> _PROBLEM DESCRIPTION_: Filter the entries beneath this task, copying only the lines that hold the word "AuthError".

[Items listed in a dataset]
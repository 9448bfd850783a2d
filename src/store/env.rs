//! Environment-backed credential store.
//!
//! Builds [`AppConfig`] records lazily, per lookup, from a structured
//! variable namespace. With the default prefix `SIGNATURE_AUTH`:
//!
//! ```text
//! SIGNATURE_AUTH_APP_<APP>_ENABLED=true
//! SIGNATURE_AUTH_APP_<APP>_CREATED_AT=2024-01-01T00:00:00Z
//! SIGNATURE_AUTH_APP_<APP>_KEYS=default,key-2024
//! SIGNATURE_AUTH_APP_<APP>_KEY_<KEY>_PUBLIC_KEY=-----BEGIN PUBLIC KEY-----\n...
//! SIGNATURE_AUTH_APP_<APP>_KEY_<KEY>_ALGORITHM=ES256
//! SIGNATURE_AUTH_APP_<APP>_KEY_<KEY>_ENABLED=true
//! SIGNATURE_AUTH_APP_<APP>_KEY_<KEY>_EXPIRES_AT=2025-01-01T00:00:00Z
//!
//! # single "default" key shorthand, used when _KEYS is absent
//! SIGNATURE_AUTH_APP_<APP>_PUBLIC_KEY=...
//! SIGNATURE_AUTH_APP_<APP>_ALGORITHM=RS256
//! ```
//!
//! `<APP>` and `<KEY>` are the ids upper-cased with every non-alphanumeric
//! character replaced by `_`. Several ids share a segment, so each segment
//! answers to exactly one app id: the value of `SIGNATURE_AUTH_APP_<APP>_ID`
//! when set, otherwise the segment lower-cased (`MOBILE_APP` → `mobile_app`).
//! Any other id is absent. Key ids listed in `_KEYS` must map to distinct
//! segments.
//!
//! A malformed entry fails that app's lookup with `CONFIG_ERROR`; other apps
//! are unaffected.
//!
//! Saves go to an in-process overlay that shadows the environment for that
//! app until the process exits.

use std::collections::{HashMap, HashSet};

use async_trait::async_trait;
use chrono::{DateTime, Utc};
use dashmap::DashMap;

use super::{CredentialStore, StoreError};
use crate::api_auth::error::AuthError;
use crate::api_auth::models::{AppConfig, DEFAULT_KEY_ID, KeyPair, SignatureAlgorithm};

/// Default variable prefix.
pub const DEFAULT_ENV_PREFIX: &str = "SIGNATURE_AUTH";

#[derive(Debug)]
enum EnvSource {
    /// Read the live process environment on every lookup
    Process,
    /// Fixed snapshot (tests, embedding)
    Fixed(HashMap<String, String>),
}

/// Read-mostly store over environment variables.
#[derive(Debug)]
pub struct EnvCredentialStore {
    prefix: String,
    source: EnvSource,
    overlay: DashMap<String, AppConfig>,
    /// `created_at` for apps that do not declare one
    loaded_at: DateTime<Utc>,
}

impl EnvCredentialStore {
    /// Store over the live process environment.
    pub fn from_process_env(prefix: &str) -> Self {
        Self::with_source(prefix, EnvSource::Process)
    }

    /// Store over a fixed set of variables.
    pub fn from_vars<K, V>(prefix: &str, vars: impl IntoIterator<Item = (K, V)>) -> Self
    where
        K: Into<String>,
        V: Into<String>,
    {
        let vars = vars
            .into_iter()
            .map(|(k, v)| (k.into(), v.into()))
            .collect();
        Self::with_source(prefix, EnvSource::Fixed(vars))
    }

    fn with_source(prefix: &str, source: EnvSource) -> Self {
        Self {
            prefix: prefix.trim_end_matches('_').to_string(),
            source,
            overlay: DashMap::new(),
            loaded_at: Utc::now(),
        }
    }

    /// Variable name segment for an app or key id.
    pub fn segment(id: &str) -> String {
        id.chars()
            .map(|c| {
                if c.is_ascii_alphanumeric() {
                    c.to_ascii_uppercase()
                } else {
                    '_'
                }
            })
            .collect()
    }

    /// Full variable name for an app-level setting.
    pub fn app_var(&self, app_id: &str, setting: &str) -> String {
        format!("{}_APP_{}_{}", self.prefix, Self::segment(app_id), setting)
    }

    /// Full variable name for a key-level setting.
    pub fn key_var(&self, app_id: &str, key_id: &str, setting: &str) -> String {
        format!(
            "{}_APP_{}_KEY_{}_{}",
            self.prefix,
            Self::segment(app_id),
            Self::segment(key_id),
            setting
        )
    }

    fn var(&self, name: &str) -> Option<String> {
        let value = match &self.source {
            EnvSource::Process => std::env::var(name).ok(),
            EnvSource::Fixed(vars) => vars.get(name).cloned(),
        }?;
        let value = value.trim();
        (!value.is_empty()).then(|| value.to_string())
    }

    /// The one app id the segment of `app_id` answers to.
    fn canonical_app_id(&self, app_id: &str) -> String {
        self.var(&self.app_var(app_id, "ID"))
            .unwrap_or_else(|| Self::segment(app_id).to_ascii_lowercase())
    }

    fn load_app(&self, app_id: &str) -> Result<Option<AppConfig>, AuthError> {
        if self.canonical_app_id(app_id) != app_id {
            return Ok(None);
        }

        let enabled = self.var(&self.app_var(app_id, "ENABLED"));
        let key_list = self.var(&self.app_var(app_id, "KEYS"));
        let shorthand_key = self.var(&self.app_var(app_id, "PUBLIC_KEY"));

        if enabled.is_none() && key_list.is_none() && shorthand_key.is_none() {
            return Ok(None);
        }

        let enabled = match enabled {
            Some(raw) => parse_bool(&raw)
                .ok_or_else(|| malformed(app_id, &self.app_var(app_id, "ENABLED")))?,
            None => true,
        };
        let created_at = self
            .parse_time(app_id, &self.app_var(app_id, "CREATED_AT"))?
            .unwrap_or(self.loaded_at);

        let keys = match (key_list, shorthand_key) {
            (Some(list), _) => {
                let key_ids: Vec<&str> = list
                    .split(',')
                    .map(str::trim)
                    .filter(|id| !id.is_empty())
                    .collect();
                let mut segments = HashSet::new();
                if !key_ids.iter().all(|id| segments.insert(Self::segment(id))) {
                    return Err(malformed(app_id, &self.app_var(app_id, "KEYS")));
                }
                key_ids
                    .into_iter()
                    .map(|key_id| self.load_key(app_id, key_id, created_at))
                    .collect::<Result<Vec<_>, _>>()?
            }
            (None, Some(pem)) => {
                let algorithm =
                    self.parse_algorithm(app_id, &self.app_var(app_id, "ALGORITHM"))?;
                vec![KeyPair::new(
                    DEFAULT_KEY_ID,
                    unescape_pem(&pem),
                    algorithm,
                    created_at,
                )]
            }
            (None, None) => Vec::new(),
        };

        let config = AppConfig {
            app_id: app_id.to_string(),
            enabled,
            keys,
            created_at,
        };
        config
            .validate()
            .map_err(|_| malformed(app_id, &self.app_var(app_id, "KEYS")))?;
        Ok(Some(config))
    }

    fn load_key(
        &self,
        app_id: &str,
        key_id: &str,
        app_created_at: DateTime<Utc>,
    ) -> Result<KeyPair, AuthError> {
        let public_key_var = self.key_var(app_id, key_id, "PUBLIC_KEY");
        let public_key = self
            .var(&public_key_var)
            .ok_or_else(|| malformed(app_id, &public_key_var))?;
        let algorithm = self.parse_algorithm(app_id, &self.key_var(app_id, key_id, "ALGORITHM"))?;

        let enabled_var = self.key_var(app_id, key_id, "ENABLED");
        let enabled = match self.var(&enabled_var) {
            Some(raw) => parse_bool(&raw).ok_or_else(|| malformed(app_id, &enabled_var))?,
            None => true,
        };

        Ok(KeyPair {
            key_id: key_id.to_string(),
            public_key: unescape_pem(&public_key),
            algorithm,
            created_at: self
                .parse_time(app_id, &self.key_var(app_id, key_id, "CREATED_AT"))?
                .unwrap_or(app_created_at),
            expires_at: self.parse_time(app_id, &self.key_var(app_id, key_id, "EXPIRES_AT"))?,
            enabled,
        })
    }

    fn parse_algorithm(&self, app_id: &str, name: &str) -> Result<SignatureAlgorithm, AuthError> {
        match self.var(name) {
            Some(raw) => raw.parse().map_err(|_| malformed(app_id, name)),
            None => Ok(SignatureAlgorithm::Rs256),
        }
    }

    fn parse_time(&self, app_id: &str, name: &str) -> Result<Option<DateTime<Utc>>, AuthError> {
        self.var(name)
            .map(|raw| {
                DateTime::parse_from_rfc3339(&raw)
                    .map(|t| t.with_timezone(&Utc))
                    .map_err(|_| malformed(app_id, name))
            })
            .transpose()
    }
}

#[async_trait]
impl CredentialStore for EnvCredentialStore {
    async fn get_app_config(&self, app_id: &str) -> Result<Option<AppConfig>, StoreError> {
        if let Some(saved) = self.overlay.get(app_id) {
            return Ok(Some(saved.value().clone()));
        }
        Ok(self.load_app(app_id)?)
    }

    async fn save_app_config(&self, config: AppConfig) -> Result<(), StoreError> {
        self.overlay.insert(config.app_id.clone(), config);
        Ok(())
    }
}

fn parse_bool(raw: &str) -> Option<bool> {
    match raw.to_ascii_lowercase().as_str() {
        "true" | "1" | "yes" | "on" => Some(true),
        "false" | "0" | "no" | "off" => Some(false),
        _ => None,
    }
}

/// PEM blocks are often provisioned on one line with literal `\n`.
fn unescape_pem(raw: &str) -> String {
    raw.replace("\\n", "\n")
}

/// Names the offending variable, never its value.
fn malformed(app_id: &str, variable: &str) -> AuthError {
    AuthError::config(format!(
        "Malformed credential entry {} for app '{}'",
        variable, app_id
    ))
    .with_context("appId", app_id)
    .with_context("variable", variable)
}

> _EXERCISE RESPONSE_:
use crate::api_auth::error::AuthError;
    fn load_app(&self, app_id: &str) -> Result<Option<AppConfig>, AuthError> {
    ) -> Result<KeyPair, AuthError> {
    fn parse_algorithm(&self, app_id: &str, name: &str) -> Result<SignatureAlgorithm, AuthError> {
    fn parse_time(&self, app_id: &str, name: &str) -> Result<Option<DateTime<Utc>>, AuthError> {
fn malformed(app_id: &str, variable: &str) -> AuthError {
    AuthError::config(format!(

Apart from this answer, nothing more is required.